None of the witnesses the parties anticipate calling reside in Michigan. Plaintiff has not named any Verve employees that will be called as witnesses. The inventor of the `332 patent lives in Philadelphia but has agreed to travel to Michigan. Another witness, the patent attorney who prepared the patent application, resides in Arizona. For these two key witnesses it appears that either forum would be an inconvenience. This factor favors the Defendant because it has met its burden and the Plaintiff has not made any countervailing demonstration.

3. Ease of Access to Sources of Proof

Defendant has alleged that there are several thousand pages of documents relating to the alleged products and allegations in the Complaint at its facilities in New Jersey. The Plaintiff has alleged possession of a similarly substantial amount of related paper. Neither party has shown the importance of the documents in question with specificity.

The ease of access to these sources of proof during litigation is highly contingent upon the location of Plaintiff's primary business operations. Because the Court finds Plaintiff's principal place of business is Michigan, this factor favors the Plaintiff.

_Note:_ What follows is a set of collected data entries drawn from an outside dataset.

//! Session reducer (update function).
//!
//! All state mutations happen here. The runtime calls `update(state, event)`
//! and executes the returned effects.

use agentdock_types::ProviderEvent;
use tracing::{debug, warn};

use crate::effects::SessionEffect;
use crate::events::SessionEvent;
use crate::state::SessionState;
use crate::{disconnect, guard, login, reconcile};

/// The main reducer function.
///
/// Takes the current state and an event, mutates state, and returns effects
/// for the runtime to execute.
pub fn update(state: &mut SessionState, event: SessionEvent) -> Vec<SessionEffect> {
    let effects = match event {
        SessionEvent::Started => reconcile::on_started(state),

        SessionEvent::StartLogin(request) => login::start_login(state, request),
        SessionEvent::ResumeRedirectLogin => login::resume_redirect_login(state),
        SessionEvent::Disconnect {
            reason,
            silent,
            on_complete,
        } => disconnect::request_disconnect(state, reason, silent, on_complete),
        SessionEvent::ForceDisconnect => disconnect::force_disconnect(state),
        SessionEvent::Navigate { route } => guard::on_navigate(state, route),
        SessionEvent::VisibilityChanged(visible) => {
            reconcile::on_visibility_changed(state, visible)
        }

        SessionEvent::Provider(event) => handle_provider_event(state, event),
        SessionEvent::Connectivity(connectivity) => {
            login::on_connectivity_changed(state, connectivity)
        }

        SessionEvent::LoginBegun { task, plan, result } => {
            login::on_login_begun(state, task, plan, result)
        }
        SessionEvent::EmbeddedWalletCreated { task, result } => {
            login::on_embedded_wallet_created(state, task, result)
        }
        SessionEvent::WalletActivated { task, result } => {
            login::on_wallet_activated(state, task, result)
        }
        SessionEvent::SignatureChecked { task, result } => {
            login::on_signature_checked(state, task, result)
        }
        SessionEvent::ChainSwitched {
            task,
            target,
            result,
        } => login::on_chain_switched(state, task, target, result),
        SessionEvent::SessionValidated { task, valid } => {
            reconcile::on_session_validated(state, task, valid)
        }
        SessionEvent::ConvergenceTimedOut { task } => login::on_convergence_timed_out(state, task),
        SessionEvent::Teardown(progress) => disconnect::on_teardown_progress(state, progress),
        SessionEvent::Navigated { route, result } => {
            match result {
                Ok(()) => debug!(%route, "navigated"),
                Err(err) => warn!(%route, "navigation failed: {err}"),
            }
            vec![]
        }
    };

    settle_authenticated(state);
    effects
}

fn handle_provider_event(state: &mut SessionState, event: ProviderEvent) -> Vec<SessionEffect> {
    match event {
        ProviderEvent::StateChanged(provider) => reconcile::on_provider_state(state, provider),
        ProviderEvent::LoginCompleted { user, method } => {
            debug!(user = %user.id, ?method, "provider login completed");
            login::on_login_completed(state, user)
        }
        ProviderEvent::LoginFailed(code) => login::on_login_failed(state, &code),
    }
}
//! CLI entry and dispatch.

use std::io;
use std::path::{Path, PathBuf};

use agentdock_session::config::{self, SessionConfig};
use anyhow::{Context, Result};
use clap::Parser;
use tracing_subscriber::EnvFilter;

mod commands;

#[derive(Parser)]
#[command(name = "agentdock")]
#[command(version = "0.1")]
#[command(about = "Drive the agentdock session core from the terminal")]
struct Cli {
    #[command(subcommand)]
    command: Commands,

    /// Config file to use instead of $AGENTDOCK_HOME/config.toml
    #[arg(long, global = true, env = "AGENTDOCK_CONFIG", value_name = "PATH")]
    config: Option<PathBuf>,
}

#[derive(clap::Subcommand)]
enum Commands {
    /// Manage configuration
    Config {
        #[command(subcommand)]
        command: ConfigCommands,
    },

    /// Inspect the persisted key-value store
    Storage {
        #[command(subcommand)]
        command: StorageCommands,
    },

    /// Run a login/logout scenario against simulated collaborators
    Simulate {
        #[arg(value_enum)]
        scenario: commands::simulate::Scenario,

        /// Persist to $AGENTDOCK_HOME/storage.json instead of memory
        #[arg(long)]
        file_store: bool,
    },
}

#[derive(clap::Subcommand)]
enum ConfigCommands {
    /// Show the path to the config file
    Path,
    /// Initialize a default config file (if not present)
    Init,
    /// Print the effective configuration
    Show,
}

#[derive(clap::Subcommand)]
enum StorageCommands {
    /// List persisted keys
    List,
    /// Remove every key under the configured session prefixes
    Purge,
}

fn init_tracing() {
    let filter =
        EnvFilter::try_from_env("AGENTDOCK_LOG").unwrap_or_else(|_unset| EnvFilter::new("warn"));
    let _ = tracing_subscriber::fmt()
        .with_env_filter(filter)
        .with_writer(io::stderr)
        .try_init();
}

pub fn run() -> Result<()> {
    let cli = Cli::parse();
    init_tracing();

    let rt = tokio::runtime::Runtime::new().context("create tokio runtime")?;
    rt.block_on(async move { dispatch(cli).await })
}

async fn dispatch(cli: Cli) -> Result<()> {
    let config_path = cli.config.unwrap_or_else(config::paths::config_path);

    match cli.command {
        Commands::Config { command } => match command {
            ConfigCommands::Path => {
                commands::config::path(&config_path);
                Ok(())
            }
            ConfigCommands::Init => commands::config::init(&config_path),
            ConfigCommands::Show => commands::config::show(&load(&config_path)?),
        },

        Commands::Storage { command } => {
            let config = load(&config_path)?;
            match command {
                StorageCommands::List => commands::storage::list(),
                StorageCommands::Purge => commands::storage::purge(&config),
            }
        }

        Commands::Simulate {
            scenario,
            file_store,
        } => commands::simulate::run(load(&config_path)?, scenario, file_store).await,
    }
}

fn load(path: &Path) -> Result<SessionConfig> {
    SessionConfig::load_from(path).context("load config")
}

4. Availability of Process to Compel Attendance of Unwilling Witnesses

Defendant has identified two former employees involved in development of the product at issue in this case. ( See Declaration of Melanie O'Neil, at 4, ¶ 8). Plaintiff argues that in order to meet its burden of proof on this issue, Defendant is required to show evidence that witnesses are unwilling to attend trial upon request. Plaintiff cites no authority for this proposition. Defendant states that since both witnesses are no longer under its control, their testimony at trial can be assured only if the case is tried in a district in which they are subject to compulsory process. See Fed.R.Civ.P. 45(c)(3).

The information in the Declaration of Melanie O'Neil indicates that the two witnesses were heavily involved in development of both products at issue. It is likely that inability to procure their presence at trial due to unavailability of process would work a hardship on Defendant.

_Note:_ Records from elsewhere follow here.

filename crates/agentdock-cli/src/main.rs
mod cli;

fn main() {
    if let Err(e) = cli::run() {
        eprintln!("{e:#}"); // pretty anyhow chain
        std::process::exit(1);
    }
}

5. Costs of Obtaining Willing Witnesses

Plaintiff argues that since Defendant has only identified employees or former employees its costs are negligible. If the case remains in Michigan, the Defendant must transport the six employees and two former employees, assuming ability to ensure their attendance at trial. The additional two named witnesses, the `332 patent inventor as well as the patent attorney, are required to travel to trial regardless of the forum. The costs to either of them associated with a transfer of venue are negligible.

Plaintiff has failed to provide information on any potential witness(es) in Michigan. Process to compel attendance of unwilling witnesses, if any, and obtaining willing witnesses would be best handled where the majority of the witnesses reside, most of whom are in New Jersey.

6. Practical Problems Associated with Trying the Case most Expeditiously and Inexpensively and the Interests of Justice.

Plaintiff has recently established its principal place of business in Michigan. However, Plaintiff has not named Michigan witnesses, other than its president, who will be called. Plaintiff argues that it is a small company and not well situated to bear the financial burden of litigating against the goliath Defendant in New Jersey. Plaintiff named two witnesses it intends to call at trial. Since neither lives in Michigan, the Plaintiff will bear the cost of transporting these witnesses regardless of venue. On the other hand, Defendant would potentially be required to transport eight witnesses to Michigan. In balancing the costs to each party, the Defendant will bear a much greater expense if the case is situated in Michigan while the Plaintiff's costs will be the same regardless of the venue.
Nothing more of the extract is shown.